We’ve been watching a company for a while that had some fantastic technology.  The tech was so good that the likes of Salesforce, Oracle, and others wanted to buy the Company at various points over the past few years.  Even though investors and the CEO would have made money, at every instance the offers were quickly turned down because everyone wanted to go for the home run, not the double or triple.  The thesis was that if these acquirers want us today, they’ll definitely want us tomorrow when we’re an even bigger, better, badder technology.  Fast forward to today though and things are totally different: because the company said no Salesforce and the other acquirers went out and acquired competitors at premium valuations or built a team themselves.  Now that the company needs to sell (it’s out of cash and unprofitable), these potential acquirers have no interest as they already have a solution in house.  Given that the best strategics are now gone, the company is being forced to sell at a valuation that is less than 20% of the offers originally proposed, the outcome will be disappointing for everyone, and some of the company’s early investors are going to get nothing. 

 

Making the situation even worse, the business was not built to be profitable, so the company is selling as its running out of money.  Acquirers smell blood and as expected are fully taking advantage of the company’s challenged position, offering valuations that are well below the capital that went into the business.  

 

Even though the company didn’t want to sell when it was hot, looking back with perfect hindsight, it should have.  That said, in most cases if someone shows up and wants to take you out at an attractive price, you’ve got to consider it.  Keep in mind that the architecture and framework on which your tech is built today will be obsolete in 3 years, surpassed by a new competitor who will have built your solution cheaper, better, and faster than you did because the tech to do has improved exponentially.
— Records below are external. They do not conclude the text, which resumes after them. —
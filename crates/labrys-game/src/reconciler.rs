//! The game-state reconciler.
//!
//! [`GameClient`] sits directly above the session engine: it serializes
//! move actions onto the wire, and collapses the stream of state snapshots
//! down to "the newest one wins". Versions are stamped by the server;
//! anything not strictly newer than the cache is dropped silently.

use std::sync::{Arc, Mutex, PoisonError};

use async_trait::async_trait;
use labrys_core::{Session, SessionConfig, SessionError, SessionEvents};
use uuid::Uuid;

use crate::codec::{BincodeGameCodec, GameCodec};
use crate::error::GameError;
use crate::record_types;
use crate::state::{Action, Direction, GameState, Pos};

/// Seam over the session engine, so the reconciler can be exercised
/// without sockets.
#[async_trait]
pub trait Connection: Send + Sync + 'static {
    /// Begin a connection cycle with the given auth token
    async fn connect(&self, auth_token: &[u8]) -> Result<(), SessionError>;

    /// End the connection cycle
    async fn disconnect(&self);

    /// Send one application record
    async fn send_record(&self, record_type: u8, payload: &[u8]) -> Result<(), SessionError>;
}

#[async_trait]
impl Connection for Session {
    async fn connect(&self, auth_token: &[u8]) -> Result<(), SessionError> {
        Session::connect(self, auth_token).await
    }

    async fn disconnect(&self) {
        Session::disconnect(self).await;
    }

    async fn send_record(&self, record_type: u8, payload: &[u8]) -> Result<(), SessionError> {
        self.send_to_server(record_type, payload).await
    }
}

/// Events raised by the reconciler.
///
/// `on_state_change` fires once per strictly-increasing snapshot version,
/// in version order. Listeners must not call back into the client from
/// inside these callbacks.
pub trait GameEvents: Send + Sync + 'static {
    /// The session handshake completed
    fn on_connected(&self) {}

    /// A newer snapshot replaced the cache
    fn on_state_change(&self, state: &GameState) {
        let _ = state;
    }

    /// The server declared the game over
    fn on_game_end(&self, state: &GameState) {
        let _ = state;
    }

    /// A ping/pong roundtrip completed
    fn on_ping_result(&self, rtt_ms: i64) {
        let _ = rtt_ms;
    }
}

/// Reconciler core: receives session events and owns the snapshot cache.
///
/// Split from [`GameClient`] so it can be handed to the session engine as
/// its event listener while the client keeps the sending half.
pub struct GameCore {
    player_id: Uuid,
    codec: Arc<dyn GameCodec>,
    events: Arc<dyn GameEvents>,
    // One guard around the snapshot and its version comparison.
    state: Mutex<Option<GameState>>,
}

impl GameCore {
    /// Create a reconciler core for the given player
    #[must_use]
    pub fn new(player_id: Uuid, codec: Arc<dyn GameCodec>, events: Arc<dyn GameEvents>) -> Self {
        Self {
            player_id,
            codec,
            events,
            state: Mutex::new(None),
        }
    }

    /// Clone of the cached snapshot, if any
    #[must_use]
    pub fn snapshot(&self) -> Option<GameState> {
        self.lock_state().clone()
    }

    /// The local player's position in the cached snapshot
    #[must_use]
    pub fn player_position(&self) -> Option<Pos> {
        self.lock_state()
            .as_ref()
            .and_then(|state| state.player(self.player_id))
            .map(|player| player.pos)
    }

    fn apply_record(&self, record_type: u8, payload: &[u8]) {
        let state = match self.codec.decode_state(payload) {
            Ok(state) => state,
            Err(e) => {
                tracing::warn!(record_type, "error decoding game state: {e}");
                return;
            }
        };

        if record_type == record_types::GAME_ENDED {
            self.events.on_game_end(&state);
            return;
        }

        let mut cached = self.lock_state();
        if cached
            .as_ref()
            .is_some_and(|current| state.version <= current.version)
        {
            tracing::debug!(version = state.version, "stale snapshot dropped");
            return;
        }
        let state = cached.insert(state);
        // Notified under the guard so versions reach the listener in order.
        self.events.on_state_change(state);
    }

    fn lock_state(&self) -> std::sync::MutexGuard<'_, Option<GameState>> {
        self.state.lock().unwrap_or_else(PoisonError::into_inner)
    }
}

impl SessionEvents for GameCore {
    fn on_connected(&self) {
        self.events.on_connected();
    }

    fn on_ping_result(&self, rtt_ms: i64) {
        self.events.on_ping_result(rtt_ms);
    }

    fn on_server_record(&self, record_type: u8, payload: Vec<u8>) {
        self.apply_record(record_type, &payload);
    }
}

/// The game client: move serialization over an established session, state
/// reconciliation underneath.
pub struct GameClient<C: Connection> {
    connection: Arc<C>,
    core: Arc<GameCore>,
}

impl GameClient<Session> {
    /// Build a client over a fresh session engine with the default cipher
    /// and codec suite.
    ///
    /// # Errors
    ///
    /// Propagates session construction failures (key validation, socket).
    pub async fn new(
        config: SessionConfig,
        player_id: Uuid,
        events: Arc<dyn GameEvents>,
    ) -> Result<Self, GameError> {
        let core = Arc::new(GameCore::new(
            player_id,
            Arc::new(BincodeGameCodec),
            events,
        ));
        let session = Session::new(config, core.clone() as Arc<dyn SessionEvents>).await?;
        Ok(Self {
            connection: Arc::new(session),
            core,
        })
    }
}

impl<C: Connection> GameClient<C> {
    /// Assemble a client from an existing connection and core
    #[must_use]
    pub fn from_parts(connection: Arc<C>, core: Arc<GameCore>) -> Self {
        Self { connection, core }
    }

    /// Start the session handshake with the given auth token
    ///
    /// # Errors
    ///
    /// Propagates hard connection failures; handshake completion itself is
    /// reported through [`GameEvents::on_connected`].
    pub async fn start(&self, auth_token: &[u8]) -> Result<(), GameError> {
        self.connection.connect(auth_token).await?;
        Ok(())
    }

    /// Tear the session down
    pub async fn stop(&self) {
        self.connection.disconnect().await;
    }

    /// Send a move for the local player.
    ///
    /// # Errors
    ///
    /// Fails with [`GameError::NoKnownState`] until a snapshot containing
    /// the local player has arrived; the move's `from` field is the
    /// position the client believes it occupies, and there is no honest
    /// value for it before that.
    pub async fn move_player(&self, direction: Direction) -> Result<(), GameError> {
        let from = self
            .core
            .player_position()
            .ok_or(GameError::NoKnownState)?;
        let action = Action {
            id: self.core.player_id,
            direction,
            from,
        };
        let payload = self.core.codec.encode_action(&action)?;
        self.connection
            .send_record(record_types::MOVE_ACTION, &payload)
            .await?;
        Ok(())
    }

    /// Ask the server to push the current state
    ///
    /// # Errors
    ///
    /// Propagates session errors.
    pub async fn request_state(&self) -> Result<(), GameError> {
        self.connection
            .send_record(record_types::STATE_REQUEST, &[])
            .await?;
        Ok(())
    }

    /// Clone of the cached snapshot, if any
    #[must_use]
    pub fn snapshot(&self) -> Option<GameState> {
        self.core.snapshot()
    }
}

#[cfg(test)]
mod tests {
    use super::*;
    use crate::state::{Cell, Maze, Player};
    use std::sync::Mutex as StdMutex;

    struct MockConnection {
        sent: StdMutex<Vec<(u8, Vec<u8>)>>,
    }

    impl MockConnection {
        fn new() -> Arc<Self> {
            Arc::new(Self {
                sent: StdMutex::new(Vec::new()),
            })
        }

        fn sent(&self) -> Vec<(u8, Vec<u8>)> {
            self.sent.lock().unwrap().clone()
        }
    }

    #[async_trait]
    impl Connection for MockConnection {
        async fn connect(&self, _auth_token: &[u8]) -> Result<(), SessionError> {
            Ok(())
        }

        async fn disconnect(&self) {}

        async fn send_record(&self, record_type: u8, payload: &[u8]) -> Result<(), SessionError> {
            self.sent.lock().unwrap().push((record_type, payload.to_vec()));
            Ok(())
        }
    }

    #[derive(Default)]
    struct RecordingEvents {
        versions: StdMutex<Vec<i64>>,
        ended: StdMutex<Vec<i64>>,
        pings: StdMutex<Vec<i64>>,
    }

    impl GameEvents for RecordingEvents {
        fn on_state_change(&self, state: &GameState) {
            self.versions.lock().unwrap().push(state.version);
        }

        fn on_game_end(&self, state: &GameState) {
            self.ended.lock().unwrap().push(state.version);
        }

        fn on_ping_result(&self, rtt_ms: i64) {
            self.pings.lock().unwrap().push(rtt_ms);
        }
    }

    fn snapshot(version: i64, players: Vec<Player>) -> Vec<u8> {
        let state = GameState {
            version,
            maze: Maze {
                grid: vec![vec![Cell::default(); 2]; 2],
            },
            players,
        };
        BincodeGameCodec.encode_state(&state).unwrap()
    }

    fn core_with_events(player_id: Uuid) -> (Arc<GameCore>, Arc<RecordingEvents>) {
        let events = Arc::new(RecordingEvents::default());
        let core = Arc::new(GameCore::new(
            player_id,
            Arc::new(BincodeGameCodec),
            events.clone(),
        ));
        (core, events)
    }

    #[test]
    fn stale_snapshots_are_dropped() {
        let (core, events) = core_with_events(Uuid::new_v4());

        for version in [1, 3, 2, 4] {
            core.apply_record(record_types::GAME_STATE, &snapshot(version, vec![]));
        }

        assert_eq!(*events.versions.lock().unwrap(), vec![1, 3, 4]);
        assert_eq!(core.snapshot().unwrap().version, 4);
    }

    #[test]
    fn equal_version_is_stale() {
        let (core, events) = core_with_events(Uuid::new_v4());

        core.apply_record(record_types::GAME_STATE, &snapshot(5, vec![]));
        core.apply_record(record_types::GAME_STATE, &snapshot(5, vec![]));

        assert_eq!(*events.versions.lock().unwrap(), vec![5]);
    }

    #[test]
    fn game_end_bypasses_the_version_gate() {
        let (core, events) = core_with_events(Uuid::new_v4());

        core.apply_record(record_types::GAME_STATE, &snapshot(9, vec![]));
        // An ended-game record older than the cache still reaches the
        // listener; it is a terminal signal, not a snapshot update.
        core.apply_record(record_types::GAME_ENDED, &snapshot(2, vec![]));

        assert_eq!(*events.ended.lock().unwrap(), vec![2]);
        assert_eq!(core.snapshot().unwrap().version, 9);
    }

    #[test]
    fn undecodable_snapshot_is_ignored() {
        let (core, events) = core_with_events(Uuid::new_v4());

        core.apply_record(record_types::GAME_STATE, &[0xFF; 5]);

        assert!(events.versions.lock().unwrap().is_empty());
        assert!(core.snapshot().is_none());
    }

    #[test]
    fn ping_results_are_forwarded() {
        let (core, events) = core_with_events(Uuid::new_v4());
        SessionEvents::on_ping_result(core.as_ref(), 12);
        assert_eq!(*events.pings.lock().unwrap(), vec![12]);
    }

    #[tokio::test]
    async fn move_before_any_state_is_rejected() {
        let player_id = Uuid::new_v4();
        let (core, _events) = core_with_events(player_id);
        let connection = MockConnection::new();
        let client = GameClient::from_parts(connection.clone(), core);

        assert!(matches!(
            client.move_player(Direction::North).await,
            Err(GameError::NoKnownState)
        ));
        assert!(connection.sent().is_empty());
    }

    #[tokio::test]
    async fn move_uses_the_cached_player_position() {
        let player_id = Uuid::new_v4();
        let (core, _events) = core_with_events(player_id);
        let connection = MockConnection::new();

        let players = vec![Player {
            id: player_id,
            pos: Pos { row: 2, col: 3 },
            reward: 0,
        }];
        core.apply_record(record_types::GAME_STATE, &snapshot(1, players));

        let client = GameClient::from_parts(connection.clone(), core);
        client.move_player(Direction::West).await.unwrap();

        let sent = connection.sent();
        assert_eq!(sent.len(), 1);
        assert_eq!(sent[0].0, record_types::MOVE_ACTION);

        let action = BincodeGameCodec.decode_action(&sent[0].1).unwrap();
        assert_eq!(action.id, player_id);
        assert_eq!(action.direction, Direction::West);
        assert_eq!(action.from, Pos { row: 2, col: 3 });
    }

    #[tokio::test]
    async fn state_request_carries_an_empty_body() {
        let (core, _events) = core_with_events(Uuid::new_v4());
        let connection = MockConnection::new();
        let client = GameClient::from_parts(connection.clone(), core);

        client.request_state().await.unwrap();

        let sent = connection.sent();
        assert_eq!(sent, vec![(record_types::STATE_REQUEST, Vec::new())]);
    }
}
This fact of course means time will slowly erode the premium you think you’re going to get upon a sale. As Rick Page wrote in his book, Hope is Not a Strategy, “in today’s high tech world, product superiority may last only a couple of months, and competitors react quickly to reach demo parity.  The shrinking half-life of technology means the window of competitive advantage for products is getting narrower.” 

 

The lesson here is that any opportunity for an exit should be seriously considered, the premium at which your business would sell for today will likely erode over time as nimbler, better competitors enter the space, and nobody ever got mad about a double or triple.